**What to do**
Lines holding the string "title": copy each one from the listing below.

----

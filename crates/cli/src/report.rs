use argot::Context;
use indexmap::IndexMap;
use serde::Serialize;
use serde_json::Value;
use std::fmt::Write as _;

/// What a token vector resolved to, without running anything.
#[derive(Debug, Clone, Serialize)]
#[serde(rename_all = "camelCase")]
pub struct ResolutionReport {
    pub command: Option<String>,
    pub group: Option<String>,
    pub pieces: Vec<String>,
    pub arguments: IndexMap<String, Value>,
    pub options: IndexMap<String, Value>,
    pub remaining: Vec<String>,
    pub unknown: Vec<String>,
    pub unknown_options: Vec<String>,
}

impl ResolutionReport {
    pub fn from_context(ctx: &Context<'_>) -> Self {
        let program = ctx.program();
        Self {
            command: ctx.command().map(|command| program.usage(command.id())),
            group: ctx.group().map(|group| group.pieces().join(" ")),
            pieces: ctx.pieces().to_vec(),
            arguments: ctx
                .arguments()
                .iter()
                .map(|argument| (argument.name().to_string(), argument.value()))
                .collect(),
            options: ctx.options(),
            remaining: ctx.remaining().to_vec(),
            unknown: ctx.unknown().to_vec(),
            unknown_options: ctx
                .unknown_options()
                .iter()
                .map(|unknown| unknown.flag.clone())
                .collect(),
        }
    }

    /// Plain-text rendering for terminals.
    pub fn render(&self) -> String {
        let mut out = String::new();
        let _ = writeln!(
            out,
            "command: {}",
            self.command.as_deref().unwrap_or("(none)")
        );
        if let Some(group) = &self.group {
            let _ = writeln!(out, "group: {group}");
        }
        if !self.pieces.is_empty() {
            let _ = writeln!(out, "pieces: {}", self.pieces.join(" "));
        }
        render_map(&mut out, "arguments", &self.arguments);
        render_map(&mut out, "options", &self.options);
        render_list(&mut out, "remaining", &self.remaining);
        render_list(&mut out, "unknown", &self.unknown);
        render_list(&mut out, "unknown options", &self.unknown_options);
        out
    }
}

fn render_map(out: &mut String, title: &str, values: &IndexMap<String, Value>) {
    if values.is_empty() {
        return;
    }
    let _ = writeln!(out, "{title}:");
    for (name, value) in values {
        let _ = writeln!(out, "  {name} = {value}");
    }
}

fn render_list(out: &mut String, title: &str, values: &[String]) {
    if !values.is_empty() {
        let _ = writeln!(out, "{title}: {}", values.join(" "));
    }
}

----

**Exercise solution**
fn render_map(out: &mut String, title: &str, values: &IndexMap<String, Value>) {
    let _ = writeln!(out, "{title}:");
fn render_list(out: &mut String, title: &str, values: &[String]) {
        let _ = writeln!(out, "{title}: {}", values.join(" "));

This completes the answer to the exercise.